PROBLEM DETAILS: Search the data for the string "MonthCalendar" and copy each line in which it appears.

Start of SUPPLIED MATERIAL

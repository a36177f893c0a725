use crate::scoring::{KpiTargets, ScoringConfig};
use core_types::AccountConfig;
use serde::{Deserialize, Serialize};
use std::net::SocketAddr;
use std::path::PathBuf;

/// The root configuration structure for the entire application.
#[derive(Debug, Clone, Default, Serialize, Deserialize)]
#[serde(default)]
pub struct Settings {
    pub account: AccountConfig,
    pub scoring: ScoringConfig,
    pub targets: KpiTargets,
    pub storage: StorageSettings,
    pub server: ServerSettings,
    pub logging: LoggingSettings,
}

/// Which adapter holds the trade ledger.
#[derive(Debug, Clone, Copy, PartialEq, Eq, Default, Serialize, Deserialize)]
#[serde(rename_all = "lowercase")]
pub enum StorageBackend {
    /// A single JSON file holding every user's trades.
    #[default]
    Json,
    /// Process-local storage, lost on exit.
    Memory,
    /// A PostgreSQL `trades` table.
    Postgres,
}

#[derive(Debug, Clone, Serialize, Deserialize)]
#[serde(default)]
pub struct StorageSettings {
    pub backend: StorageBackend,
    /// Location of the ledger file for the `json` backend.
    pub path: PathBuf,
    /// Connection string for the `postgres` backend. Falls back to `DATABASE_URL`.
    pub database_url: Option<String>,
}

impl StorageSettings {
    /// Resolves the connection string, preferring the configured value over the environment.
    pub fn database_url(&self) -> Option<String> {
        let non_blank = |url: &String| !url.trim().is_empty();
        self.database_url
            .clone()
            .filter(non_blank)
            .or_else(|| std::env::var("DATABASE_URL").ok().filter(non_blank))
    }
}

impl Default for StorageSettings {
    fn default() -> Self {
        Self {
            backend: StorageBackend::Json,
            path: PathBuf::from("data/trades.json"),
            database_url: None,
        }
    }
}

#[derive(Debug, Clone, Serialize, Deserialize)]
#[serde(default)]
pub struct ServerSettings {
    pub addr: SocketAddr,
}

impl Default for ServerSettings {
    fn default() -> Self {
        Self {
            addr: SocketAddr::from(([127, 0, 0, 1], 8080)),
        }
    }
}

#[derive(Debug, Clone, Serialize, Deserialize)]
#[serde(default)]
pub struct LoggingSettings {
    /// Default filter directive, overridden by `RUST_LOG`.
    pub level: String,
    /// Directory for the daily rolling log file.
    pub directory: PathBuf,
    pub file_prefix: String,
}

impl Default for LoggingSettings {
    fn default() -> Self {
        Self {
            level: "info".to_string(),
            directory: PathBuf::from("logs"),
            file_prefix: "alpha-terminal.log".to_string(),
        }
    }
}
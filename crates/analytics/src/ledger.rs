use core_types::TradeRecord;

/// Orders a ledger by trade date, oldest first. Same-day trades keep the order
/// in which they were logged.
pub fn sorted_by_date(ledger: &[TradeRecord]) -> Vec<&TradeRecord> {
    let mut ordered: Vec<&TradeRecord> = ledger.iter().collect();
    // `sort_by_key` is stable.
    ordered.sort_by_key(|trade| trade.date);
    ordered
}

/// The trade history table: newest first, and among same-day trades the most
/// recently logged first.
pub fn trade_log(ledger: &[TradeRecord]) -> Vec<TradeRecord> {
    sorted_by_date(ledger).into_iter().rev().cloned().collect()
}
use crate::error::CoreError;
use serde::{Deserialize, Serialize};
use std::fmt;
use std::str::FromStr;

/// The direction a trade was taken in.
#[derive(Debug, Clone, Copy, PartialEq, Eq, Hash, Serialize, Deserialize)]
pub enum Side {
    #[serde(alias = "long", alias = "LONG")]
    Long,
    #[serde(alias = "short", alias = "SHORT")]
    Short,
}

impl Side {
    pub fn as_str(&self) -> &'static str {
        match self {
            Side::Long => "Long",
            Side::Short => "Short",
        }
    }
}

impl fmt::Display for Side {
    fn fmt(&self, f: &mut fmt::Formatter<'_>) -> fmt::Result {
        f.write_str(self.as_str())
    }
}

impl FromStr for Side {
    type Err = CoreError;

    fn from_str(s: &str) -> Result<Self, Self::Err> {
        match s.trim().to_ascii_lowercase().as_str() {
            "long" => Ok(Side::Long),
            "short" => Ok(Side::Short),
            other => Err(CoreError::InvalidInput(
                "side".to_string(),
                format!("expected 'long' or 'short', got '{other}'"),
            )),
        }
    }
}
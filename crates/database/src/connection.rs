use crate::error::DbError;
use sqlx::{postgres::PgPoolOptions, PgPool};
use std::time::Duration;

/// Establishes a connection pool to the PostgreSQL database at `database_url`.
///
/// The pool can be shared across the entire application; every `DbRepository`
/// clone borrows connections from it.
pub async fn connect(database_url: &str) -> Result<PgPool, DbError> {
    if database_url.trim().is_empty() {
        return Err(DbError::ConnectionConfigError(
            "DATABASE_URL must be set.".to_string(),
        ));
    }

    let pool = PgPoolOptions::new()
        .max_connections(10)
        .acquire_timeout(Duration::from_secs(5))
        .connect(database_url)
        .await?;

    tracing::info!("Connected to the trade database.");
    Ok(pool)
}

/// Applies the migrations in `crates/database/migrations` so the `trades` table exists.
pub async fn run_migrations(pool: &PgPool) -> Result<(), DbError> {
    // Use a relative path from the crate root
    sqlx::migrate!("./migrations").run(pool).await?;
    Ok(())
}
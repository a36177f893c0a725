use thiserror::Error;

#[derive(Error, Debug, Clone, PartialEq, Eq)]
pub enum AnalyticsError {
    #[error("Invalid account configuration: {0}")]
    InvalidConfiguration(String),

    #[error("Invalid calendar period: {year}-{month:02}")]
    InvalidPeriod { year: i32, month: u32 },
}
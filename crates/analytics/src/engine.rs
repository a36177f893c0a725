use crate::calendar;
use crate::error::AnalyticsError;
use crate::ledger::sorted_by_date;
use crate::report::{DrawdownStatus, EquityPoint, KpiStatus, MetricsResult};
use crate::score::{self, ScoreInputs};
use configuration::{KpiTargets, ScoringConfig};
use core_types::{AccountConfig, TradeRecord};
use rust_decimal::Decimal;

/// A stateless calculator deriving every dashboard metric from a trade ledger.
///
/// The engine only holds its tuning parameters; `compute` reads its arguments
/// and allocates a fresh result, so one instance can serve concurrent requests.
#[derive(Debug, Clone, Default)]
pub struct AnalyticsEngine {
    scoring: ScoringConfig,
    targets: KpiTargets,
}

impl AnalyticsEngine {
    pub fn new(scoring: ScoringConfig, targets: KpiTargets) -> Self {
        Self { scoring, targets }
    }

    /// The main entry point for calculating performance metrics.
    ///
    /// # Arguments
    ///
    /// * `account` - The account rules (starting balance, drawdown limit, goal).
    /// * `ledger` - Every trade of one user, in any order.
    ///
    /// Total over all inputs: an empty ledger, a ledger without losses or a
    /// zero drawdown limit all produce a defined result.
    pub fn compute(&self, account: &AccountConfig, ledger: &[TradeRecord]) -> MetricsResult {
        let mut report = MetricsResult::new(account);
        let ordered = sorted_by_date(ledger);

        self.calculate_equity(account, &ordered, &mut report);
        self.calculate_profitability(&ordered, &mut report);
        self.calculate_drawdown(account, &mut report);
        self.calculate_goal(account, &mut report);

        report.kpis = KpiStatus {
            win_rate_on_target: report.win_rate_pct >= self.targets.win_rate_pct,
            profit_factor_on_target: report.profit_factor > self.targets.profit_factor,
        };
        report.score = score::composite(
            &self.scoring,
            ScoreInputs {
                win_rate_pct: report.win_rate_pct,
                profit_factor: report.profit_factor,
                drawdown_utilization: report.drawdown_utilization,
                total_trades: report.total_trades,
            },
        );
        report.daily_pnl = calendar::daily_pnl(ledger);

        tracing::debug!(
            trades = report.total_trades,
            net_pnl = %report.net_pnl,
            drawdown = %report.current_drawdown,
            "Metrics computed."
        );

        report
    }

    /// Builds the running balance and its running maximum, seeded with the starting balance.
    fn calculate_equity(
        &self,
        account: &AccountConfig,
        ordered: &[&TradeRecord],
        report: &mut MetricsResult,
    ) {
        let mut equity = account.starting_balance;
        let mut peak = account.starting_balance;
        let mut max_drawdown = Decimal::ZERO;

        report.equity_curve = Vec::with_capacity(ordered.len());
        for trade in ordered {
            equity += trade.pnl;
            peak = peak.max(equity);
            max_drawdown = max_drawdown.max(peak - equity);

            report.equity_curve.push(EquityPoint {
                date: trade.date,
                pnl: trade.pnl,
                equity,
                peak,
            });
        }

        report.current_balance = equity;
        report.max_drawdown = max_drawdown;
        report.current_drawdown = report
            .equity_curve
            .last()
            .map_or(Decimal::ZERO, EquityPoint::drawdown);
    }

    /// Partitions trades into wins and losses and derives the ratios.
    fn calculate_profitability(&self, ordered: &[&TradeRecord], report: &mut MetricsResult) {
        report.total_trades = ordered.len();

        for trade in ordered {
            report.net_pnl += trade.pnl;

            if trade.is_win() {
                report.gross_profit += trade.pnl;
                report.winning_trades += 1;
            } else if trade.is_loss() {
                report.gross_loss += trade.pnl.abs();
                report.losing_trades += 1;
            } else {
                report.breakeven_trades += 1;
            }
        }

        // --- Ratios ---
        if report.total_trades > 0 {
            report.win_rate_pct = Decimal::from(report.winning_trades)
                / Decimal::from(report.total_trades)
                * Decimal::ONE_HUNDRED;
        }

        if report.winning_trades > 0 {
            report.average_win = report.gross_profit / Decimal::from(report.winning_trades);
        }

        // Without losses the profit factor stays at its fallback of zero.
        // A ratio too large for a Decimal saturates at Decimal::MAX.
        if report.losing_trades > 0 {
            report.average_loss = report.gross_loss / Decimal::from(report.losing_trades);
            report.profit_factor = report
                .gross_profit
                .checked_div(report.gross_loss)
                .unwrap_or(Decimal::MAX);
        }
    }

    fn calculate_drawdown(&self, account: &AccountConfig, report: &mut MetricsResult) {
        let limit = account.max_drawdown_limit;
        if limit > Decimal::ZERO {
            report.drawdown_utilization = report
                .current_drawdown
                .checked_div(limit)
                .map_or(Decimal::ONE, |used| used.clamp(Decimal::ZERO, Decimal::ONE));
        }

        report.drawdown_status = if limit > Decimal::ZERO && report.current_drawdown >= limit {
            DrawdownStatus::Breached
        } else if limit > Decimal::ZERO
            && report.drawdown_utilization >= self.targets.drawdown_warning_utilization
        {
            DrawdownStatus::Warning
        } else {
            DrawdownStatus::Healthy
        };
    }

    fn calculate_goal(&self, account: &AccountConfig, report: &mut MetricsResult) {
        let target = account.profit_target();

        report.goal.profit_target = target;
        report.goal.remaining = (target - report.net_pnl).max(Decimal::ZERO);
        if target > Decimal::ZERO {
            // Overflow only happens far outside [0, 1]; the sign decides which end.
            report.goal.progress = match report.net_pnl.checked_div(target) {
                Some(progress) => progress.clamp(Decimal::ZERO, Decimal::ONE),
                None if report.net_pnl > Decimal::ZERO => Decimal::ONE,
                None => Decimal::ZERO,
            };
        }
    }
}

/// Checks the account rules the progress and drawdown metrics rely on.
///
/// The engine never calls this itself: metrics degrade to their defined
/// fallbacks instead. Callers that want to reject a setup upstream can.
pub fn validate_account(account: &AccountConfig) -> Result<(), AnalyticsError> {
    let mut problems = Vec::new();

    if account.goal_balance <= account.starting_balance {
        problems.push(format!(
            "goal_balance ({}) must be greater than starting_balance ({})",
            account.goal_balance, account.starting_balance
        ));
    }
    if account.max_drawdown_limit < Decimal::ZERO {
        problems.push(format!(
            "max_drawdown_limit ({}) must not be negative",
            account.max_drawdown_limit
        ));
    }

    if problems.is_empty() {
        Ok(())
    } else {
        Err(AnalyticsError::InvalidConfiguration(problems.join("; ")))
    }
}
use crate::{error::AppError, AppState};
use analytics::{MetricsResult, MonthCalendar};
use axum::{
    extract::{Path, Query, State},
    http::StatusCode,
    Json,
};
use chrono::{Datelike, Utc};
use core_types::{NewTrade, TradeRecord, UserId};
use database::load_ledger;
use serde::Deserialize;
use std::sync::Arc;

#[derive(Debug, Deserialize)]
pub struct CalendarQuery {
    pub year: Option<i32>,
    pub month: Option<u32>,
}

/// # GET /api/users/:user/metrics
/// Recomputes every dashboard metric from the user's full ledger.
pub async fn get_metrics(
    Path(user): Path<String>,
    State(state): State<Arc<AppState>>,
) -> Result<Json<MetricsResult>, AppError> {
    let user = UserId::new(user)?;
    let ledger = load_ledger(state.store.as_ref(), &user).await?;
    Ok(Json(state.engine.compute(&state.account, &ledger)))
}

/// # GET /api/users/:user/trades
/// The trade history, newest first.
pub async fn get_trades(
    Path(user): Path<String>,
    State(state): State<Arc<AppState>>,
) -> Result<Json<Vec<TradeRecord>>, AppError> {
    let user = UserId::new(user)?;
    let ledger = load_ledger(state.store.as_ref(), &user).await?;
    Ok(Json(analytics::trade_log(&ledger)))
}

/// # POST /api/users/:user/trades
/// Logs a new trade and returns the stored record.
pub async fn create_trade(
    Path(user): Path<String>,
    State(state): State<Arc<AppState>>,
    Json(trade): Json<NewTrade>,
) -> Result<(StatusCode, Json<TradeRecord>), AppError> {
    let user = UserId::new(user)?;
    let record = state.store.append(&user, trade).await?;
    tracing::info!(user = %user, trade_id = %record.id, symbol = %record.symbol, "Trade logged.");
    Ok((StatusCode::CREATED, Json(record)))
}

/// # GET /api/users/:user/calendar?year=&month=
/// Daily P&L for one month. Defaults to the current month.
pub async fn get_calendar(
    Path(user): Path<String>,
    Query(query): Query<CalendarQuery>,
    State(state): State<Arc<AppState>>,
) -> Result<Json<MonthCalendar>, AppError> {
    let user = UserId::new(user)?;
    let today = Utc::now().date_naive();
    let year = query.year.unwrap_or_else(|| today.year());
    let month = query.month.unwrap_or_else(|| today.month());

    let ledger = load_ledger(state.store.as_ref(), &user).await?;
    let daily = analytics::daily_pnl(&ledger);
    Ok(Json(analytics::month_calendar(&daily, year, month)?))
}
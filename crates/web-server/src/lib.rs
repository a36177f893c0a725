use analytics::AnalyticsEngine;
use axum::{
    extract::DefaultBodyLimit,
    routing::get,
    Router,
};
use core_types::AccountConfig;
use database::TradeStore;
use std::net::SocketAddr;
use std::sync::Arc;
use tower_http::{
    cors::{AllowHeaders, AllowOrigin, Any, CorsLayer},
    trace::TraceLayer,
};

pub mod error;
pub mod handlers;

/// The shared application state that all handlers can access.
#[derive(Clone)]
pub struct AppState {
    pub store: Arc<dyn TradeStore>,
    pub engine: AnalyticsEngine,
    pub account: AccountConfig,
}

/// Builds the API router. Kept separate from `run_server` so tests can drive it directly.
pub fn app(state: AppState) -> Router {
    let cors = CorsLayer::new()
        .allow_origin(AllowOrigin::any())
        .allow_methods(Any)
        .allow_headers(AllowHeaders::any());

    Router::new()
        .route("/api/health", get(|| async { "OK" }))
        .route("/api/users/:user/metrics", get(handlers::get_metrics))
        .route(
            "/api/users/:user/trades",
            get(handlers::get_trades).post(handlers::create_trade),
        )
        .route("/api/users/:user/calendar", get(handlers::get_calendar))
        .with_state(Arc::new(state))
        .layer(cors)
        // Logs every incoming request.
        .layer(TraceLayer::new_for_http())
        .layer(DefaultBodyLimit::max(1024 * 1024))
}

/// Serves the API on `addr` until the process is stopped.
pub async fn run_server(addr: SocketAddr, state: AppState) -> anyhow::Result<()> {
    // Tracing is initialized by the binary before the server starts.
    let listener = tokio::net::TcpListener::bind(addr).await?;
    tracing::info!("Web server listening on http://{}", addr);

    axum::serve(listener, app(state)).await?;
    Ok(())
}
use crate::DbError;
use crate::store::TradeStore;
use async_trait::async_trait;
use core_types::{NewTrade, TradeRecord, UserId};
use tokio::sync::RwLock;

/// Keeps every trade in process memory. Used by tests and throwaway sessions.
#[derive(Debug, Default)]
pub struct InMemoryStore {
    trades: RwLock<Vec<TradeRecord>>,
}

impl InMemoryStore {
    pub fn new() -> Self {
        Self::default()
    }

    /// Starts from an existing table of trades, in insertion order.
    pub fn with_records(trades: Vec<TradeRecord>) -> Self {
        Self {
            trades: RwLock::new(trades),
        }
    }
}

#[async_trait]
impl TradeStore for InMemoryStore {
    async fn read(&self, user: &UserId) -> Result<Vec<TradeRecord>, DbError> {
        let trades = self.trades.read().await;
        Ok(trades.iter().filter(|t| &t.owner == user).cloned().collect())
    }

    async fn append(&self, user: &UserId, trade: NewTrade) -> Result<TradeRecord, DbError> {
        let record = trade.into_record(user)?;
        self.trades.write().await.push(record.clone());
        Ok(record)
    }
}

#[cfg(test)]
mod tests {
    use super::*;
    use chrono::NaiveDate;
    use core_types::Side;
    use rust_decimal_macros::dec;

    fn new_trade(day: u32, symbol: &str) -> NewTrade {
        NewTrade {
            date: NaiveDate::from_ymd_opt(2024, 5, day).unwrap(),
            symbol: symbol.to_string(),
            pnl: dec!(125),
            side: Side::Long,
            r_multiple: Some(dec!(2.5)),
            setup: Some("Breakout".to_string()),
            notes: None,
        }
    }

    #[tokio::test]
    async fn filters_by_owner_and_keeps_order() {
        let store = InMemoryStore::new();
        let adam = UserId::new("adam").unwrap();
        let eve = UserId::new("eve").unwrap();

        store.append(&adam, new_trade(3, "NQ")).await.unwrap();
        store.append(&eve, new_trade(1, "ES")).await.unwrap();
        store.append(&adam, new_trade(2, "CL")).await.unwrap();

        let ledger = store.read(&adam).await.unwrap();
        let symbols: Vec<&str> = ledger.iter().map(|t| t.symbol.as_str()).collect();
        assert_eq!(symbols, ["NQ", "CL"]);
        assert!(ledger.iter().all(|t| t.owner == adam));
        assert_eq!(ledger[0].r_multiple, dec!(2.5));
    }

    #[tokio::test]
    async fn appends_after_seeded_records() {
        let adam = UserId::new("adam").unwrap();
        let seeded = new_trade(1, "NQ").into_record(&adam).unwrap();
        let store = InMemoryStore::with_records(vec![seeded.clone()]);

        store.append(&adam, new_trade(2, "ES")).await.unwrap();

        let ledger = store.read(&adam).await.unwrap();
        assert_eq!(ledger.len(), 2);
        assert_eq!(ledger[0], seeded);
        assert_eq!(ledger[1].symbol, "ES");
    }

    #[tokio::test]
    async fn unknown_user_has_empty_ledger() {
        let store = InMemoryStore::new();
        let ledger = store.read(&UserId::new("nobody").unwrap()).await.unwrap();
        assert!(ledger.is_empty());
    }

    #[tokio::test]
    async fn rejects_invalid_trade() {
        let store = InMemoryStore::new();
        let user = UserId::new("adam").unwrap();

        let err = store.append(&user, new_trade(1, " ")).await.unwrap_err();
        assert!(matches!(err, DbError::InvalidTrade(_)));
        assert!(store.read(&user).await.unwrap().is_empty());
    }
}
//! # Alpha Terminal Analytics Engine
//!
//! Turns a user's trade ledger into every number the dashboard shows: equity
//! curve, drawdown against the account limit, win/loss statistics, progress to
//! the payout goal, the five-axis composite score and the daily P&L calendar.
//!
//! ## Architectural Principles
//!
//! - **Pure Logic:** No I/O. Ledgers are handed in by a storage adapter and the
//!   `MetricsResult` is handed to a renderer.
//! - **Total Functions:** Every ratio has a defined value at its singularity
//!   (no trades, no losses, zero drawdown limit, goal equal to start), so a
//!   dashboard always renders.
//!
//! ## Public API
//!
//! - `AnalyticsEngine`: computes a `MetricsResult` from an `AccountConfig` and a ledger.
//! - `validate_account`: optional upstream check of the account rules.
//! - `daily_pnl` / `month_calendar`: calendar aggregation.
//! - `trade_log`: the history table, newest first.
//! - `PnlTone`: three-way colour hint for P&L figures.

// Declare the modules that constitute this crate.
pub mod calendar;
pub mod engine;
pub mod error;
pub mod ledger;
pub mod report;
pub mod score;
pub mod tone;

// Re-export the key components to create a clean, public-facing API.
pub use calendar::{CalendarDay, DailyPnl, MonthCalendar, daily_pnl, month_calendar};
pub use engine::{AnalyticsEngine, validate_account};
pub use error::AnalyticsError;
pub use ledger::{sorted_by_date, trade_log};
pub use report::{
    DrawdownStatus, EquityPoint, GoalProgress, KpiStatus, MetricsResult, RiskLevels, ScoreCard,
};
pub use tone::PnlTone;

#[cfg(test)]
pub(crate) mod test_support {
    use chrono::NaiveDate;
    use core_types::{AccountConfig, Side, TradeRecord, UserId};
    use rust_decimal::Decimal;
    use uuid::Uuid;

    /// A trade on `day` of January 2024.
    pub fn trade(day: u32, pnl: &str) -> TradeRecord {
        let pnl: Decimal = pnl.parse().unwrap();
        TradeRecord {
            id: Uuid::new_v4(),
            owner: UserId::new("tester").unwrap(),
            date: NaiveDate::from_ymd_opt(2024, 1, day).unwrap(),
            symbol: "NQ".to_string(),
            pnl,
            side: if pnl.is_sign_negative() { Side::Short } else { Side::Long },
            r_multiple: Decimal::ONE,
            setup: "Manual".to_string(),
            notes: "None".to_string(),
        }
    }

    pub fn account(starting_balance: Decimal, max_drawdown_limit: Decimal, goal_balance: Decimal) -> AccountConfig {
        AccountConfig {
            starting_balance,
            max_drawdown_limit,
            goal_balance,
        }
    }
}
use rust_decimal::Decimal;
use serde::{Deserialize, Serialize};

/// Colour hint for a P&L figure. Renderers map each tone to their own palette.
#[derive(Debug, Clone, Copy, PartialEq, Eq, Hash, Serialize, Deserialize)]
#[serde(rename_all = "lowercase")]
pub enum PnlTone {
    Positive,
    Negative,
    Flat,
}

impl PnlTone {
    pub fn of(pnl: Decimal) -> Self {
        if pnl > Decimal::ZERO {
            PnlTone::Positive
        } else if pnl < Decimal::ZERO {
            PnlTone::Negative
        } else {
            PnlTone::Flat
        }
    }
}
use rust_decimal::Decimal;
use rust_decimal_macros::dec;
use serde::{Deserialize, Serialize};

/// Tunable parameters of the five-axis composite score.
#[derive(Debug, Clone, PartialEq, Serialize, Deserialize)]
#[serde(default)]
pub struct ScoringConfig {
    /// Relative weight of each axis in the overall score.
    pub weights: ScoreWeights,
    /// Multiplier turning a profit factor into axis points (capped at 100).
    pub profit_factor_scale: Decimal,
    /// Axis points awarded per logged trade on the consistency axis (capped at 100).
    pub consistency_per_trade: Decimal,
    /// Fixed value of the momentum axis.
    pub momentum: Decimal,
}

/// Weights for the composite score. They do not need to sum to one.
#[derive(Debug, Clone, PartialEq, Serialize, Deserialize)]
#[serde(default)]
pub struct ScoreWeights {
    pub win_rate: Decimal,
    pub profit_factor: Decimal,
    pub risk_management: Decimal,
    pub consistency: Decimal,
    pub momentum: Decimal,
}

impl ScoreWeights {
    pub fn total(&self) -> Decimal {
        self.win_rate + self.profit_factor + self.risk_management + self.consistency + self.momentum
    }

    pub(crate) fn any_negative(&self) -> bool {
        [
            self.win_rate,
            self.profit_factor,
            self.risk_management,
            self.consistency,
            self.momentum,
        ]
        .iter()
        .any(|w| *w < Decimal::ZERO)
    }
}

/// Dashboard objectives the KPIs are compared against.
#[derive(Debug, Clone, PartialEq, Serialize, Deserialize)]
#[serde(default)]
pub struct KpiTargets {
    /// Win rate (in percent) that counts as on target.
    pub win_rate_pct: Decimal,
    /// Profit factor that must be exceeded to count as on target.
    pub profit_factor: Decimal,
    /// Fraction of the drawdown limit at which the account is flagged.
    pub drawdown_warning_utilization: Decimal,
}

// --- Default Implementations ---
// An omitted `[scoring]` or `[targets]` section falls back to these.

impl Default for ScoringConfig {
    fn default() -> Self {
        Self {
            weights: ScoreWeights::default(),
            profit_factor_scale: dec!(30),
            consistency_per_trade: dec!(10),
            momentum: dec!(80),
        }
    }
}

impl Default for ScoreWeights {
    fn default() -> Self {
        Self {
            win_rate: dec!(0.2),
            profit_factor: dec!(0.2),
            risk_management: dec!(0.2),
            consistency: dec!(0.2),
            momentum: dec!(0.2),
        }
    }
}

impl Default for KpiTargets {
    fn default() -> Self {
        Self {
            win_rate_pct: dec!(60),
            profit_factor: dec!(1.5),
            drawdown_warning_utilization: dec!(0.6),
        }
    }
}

End of SUPPLIED MATERIAL

RESPONSE FOR THIS EXERCISE:
use analytics::{MetricsResult, MonthCalendar};
) -> Result<Json<MonthCalendar>, AppError> {
pub use calendar::{CalendarDay, DailyPnl, MonthCalendar, daily_pnl, month_calendar};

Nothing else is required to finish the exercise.